Repeat all the data that appears below, keeping it exact.

# Data
:::

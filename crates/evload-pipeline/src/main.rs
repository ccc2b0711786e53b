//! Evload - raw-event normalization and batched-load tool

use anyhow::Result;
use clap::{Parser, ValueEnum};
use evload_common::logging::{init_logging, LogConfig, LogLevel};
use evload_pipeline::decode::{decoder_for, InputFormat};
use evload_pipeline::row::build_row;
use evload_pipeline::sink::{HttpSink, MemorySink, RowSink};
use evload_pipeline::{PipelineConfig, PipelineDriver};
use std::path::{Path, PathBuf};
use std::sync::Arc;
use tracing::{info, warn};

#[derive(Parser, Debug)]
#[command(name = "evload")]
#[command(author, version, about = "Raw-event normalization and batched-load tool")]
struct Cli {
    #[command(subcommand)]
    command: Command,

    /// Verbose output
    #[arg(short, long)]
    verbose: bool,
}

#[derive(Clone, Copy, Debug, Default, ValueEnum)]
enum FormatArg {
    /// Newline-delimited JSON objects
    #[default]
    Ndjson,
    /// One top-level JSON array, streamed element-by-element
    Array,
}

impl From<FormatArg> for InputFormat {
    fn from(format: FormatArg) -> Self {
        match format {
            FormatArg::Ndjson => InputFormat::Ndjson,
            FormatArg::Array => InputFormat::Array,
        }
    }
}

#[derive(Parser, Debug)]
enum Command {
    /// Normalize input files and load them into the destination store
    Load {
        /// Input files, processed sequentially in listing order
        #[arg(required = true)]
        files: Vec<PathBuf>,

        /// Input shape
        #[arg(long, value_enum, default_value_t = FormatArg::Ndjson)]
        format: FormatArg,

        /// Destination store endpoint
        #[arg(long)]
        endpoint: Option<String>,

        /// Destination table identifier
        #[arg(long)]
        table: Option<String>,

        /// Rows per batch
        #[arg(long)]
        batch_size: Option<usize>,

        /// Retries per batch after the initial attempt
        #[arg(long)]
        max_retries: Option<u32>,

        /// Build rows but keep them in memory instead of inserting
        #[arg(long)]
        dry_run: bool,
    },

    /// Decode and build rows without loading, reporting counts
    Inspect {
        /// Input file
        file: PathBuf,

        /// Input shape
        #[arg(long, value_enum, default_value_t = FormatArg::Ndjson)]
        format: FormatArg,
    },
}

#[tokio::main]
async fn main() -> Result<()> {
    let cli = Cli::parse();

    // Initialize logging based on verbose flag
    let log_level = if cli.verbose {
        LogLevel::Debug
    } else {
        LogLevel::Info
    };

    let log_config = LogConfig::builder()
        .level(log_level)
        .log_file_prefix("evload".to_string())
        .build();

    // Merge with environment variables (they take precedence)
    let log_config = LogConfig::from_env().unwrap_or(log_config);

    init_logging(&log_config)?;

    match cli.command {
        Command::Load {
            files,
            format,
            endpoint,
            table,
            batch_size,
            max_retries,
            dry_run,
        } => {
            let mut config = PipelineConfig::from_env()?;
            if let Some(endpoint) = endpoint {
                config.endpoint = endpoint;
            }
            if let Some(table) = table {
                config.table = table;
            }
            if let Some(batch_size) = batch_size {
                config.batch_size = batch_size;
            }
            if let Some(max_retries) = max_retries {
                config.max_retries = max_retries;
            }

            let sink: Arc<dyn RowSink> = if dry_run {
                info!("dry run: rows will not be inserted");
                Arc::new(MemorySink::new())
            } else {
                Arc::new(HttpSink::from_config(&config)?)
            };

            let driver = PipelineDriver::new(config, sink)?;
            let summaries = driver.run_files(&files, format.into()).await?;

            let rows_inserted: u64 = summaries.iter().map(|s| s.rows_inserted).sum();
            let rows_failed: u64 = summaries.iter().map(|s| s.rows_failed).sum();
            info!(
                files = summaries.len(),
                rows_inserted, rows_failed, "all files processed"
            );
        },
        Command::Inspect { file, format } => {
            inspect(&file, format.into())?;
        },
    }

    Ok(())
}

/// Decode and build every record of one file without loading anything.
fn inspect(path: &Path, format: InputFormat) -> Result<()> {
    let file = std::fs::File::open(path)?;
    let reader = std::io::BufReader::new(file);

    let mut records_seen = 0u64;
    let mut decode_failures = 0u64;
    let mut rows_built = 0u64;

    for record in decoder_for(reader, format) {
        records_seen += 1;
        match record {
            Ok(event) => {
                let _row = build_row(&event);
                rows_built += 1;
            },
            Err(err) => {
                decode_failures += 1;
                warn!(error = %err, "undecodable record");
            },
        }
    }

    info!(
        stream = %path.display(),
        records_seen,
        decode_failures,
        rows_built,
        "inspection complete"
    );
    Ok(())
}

:::

# Reply
filename crates/evload-pipeline/src/main.rs
repository ccc2b0711786e53b
//! Evload - raw-event normalization and batched-load tool

use anyhow::Result;
use clap::{Parser, ValueEnum};
use evload_common::logging::{init_logging, LogConfig, LogLevel};
use evload_pipeline::decode::{decoder_for, InputFormat};
use evload_pipeline::row::build_row;
use evload_pipeline::sink::{HttpSink, MemorySink, RowSink};
use evload_pipeline::{PipelineConfig, PipelineDriver};
use std::path::{Path, PathBuf};
use std::sync::Arc;
use tracing::{info, warn};

#[derive(Parser, Debug)]
#[command(name = "evload")]
#[command(author, version, about = "Raw-event normalization and batched-load tool")]
struct Cli {
    #[command(subcommand)]
    command: Command,

    /// Verbose output
    #[arg(short, long)]
    verbose: bool,
}

#[derive(Clone, Copy, Debug, Default, ValueEnum)]
enum FormatArg {
    /// Newline-delimited JSON objects
    #[default]
    Ndjson,
    /// One top-level JSON array, streamed element-by-element
    Array,
}

impl From<FormatArg> for InputFormat {
    fn from(format: FormatArg) -> Self {
        match format {
            FormatArg::Ndjson => InputFormat::Ndjson,
            FormatArg::Array => InputFormat::Array,
        }
    }
}

#[derive(Parser, Debug)]
enum Command {
    /// Normalize input files and load them into the destination store
    Load {
        /// Input files, processed sequentially in listing order
        #[arg(required = true)]
        files: Vec<PathBuf>,

        /// Input shape
        #[arg(long, value_enum, default_value_t = FormatArg::Ndjson)]
        format: FormatArg,

        /// Destination store endpoint
        #[arg(long)]
        endpoint: Option<String>,

        /// Destination table identifier
        #[arg(long)]
        table: Option<String>,

        /// Rows per batch
        #[arg(long)]
        batch_size: Option<usize>,

        /// Retries per batch after the initial attempt
        #[arg(long)]
        max_retries: Option<u32>,

        /// Build rows but keep them in memory instead of inserting
        #[arg(long)]
        dry_run: bool,
    },

    /// Decode and build rows without loading, reporting counts
    Inspect {
        /// Input file
        file: PathBuf,

        /// Input shape
        #[arg(long, value_enum, default_value_t = FormatArg::Ndjson)]
        format: FormatArg,
    },
}

#[tokio::main]
async fn main() -> Result<()> {
    let cli = Cli::parse();

    // Initialize logging based on verbose flag
    let log_level = if cli.verbose {
        LogLevel::Debug
    } else {
        LogLevel::Info
    };

    let log_config = LogConfig::builder()
        .level(log_level)
        .log_file_prefix("evload".to_string())
        .build();

    // Merge with environment variables (they take precedence)
    let log_config = LogConfig::from_env().unwrap_or(log_config);

    init_logging(&log_config)?;

    match cli.command {
        Command::Load {
            files,
            format,
            endpoint,
            table,
            batch_size,
            max_retries,
            dry_run,
        } => {
            let mut config = PipelineConfig::from_env()?;
            if let Some(endpoint) = endpoint {
                config.endpoint = endpoint;
            }
            if let Some(table) = table {
                config.table = table;
            }
            if let Some(batch_size) = batch_size {
                config.batch_size = batch_size;
            }
            if let Some(max_retries) = max_retries {
                config.max_retries = max_retries;
            }

            let sink: Arc<dyn RowSink> = if dry_run {
                info!("dry run: rows will not be inserted");
                Arc::new(MemorySink::new())
            } else {
                Arc::new(HttpSink::from_config(&config)?)
            };

            let driver = PipelineDriver::new(config, sink)?;
            let summaries = driver.run_files(&files, format.into()).await?;

            let rows_inserted: u64 = summaries.iter().map(|s| s.rows_inserted).sum();
            let rows_failed: u64 = summaries.iter().map(|s| s.rows_failed).sum();
            info!(
                files = summaries.len(),
                rows_inserted, rows_failed, "all files processed"
            );
        },
        Command::Inspect { file, format } => {
            inspect(&file, format.into())?;
        },
    }

    Ok(())
}

/// Decode and build every record of one file without loading anything.
fn inspect(path: &Path, format: InputFormat) -> Result<()> {
    let file = std::fs::File::open(path)?;
    let reader = std::io::BufReader::new(file);

    let mut records_seen = 0u64;
    let mut decode_failures = 0u64;
    let mut rows_built = 0u64;

    for record in decoder_for(reader, format) {
        records_seen += 1;
        match record {
            Ok(event) => {
                let _row = build_row(&event);
                rows_built += 1;
            },
            Err(err) => {
                decode_failures += 1;
                warn!(error = %err, "undecodable record");
            },
        }
    }

    info!(
        stream = %path.display(),
        records_seen,
        decode_failures,
        rows_built,
        "inspection complete"
    );
    Ok(())
}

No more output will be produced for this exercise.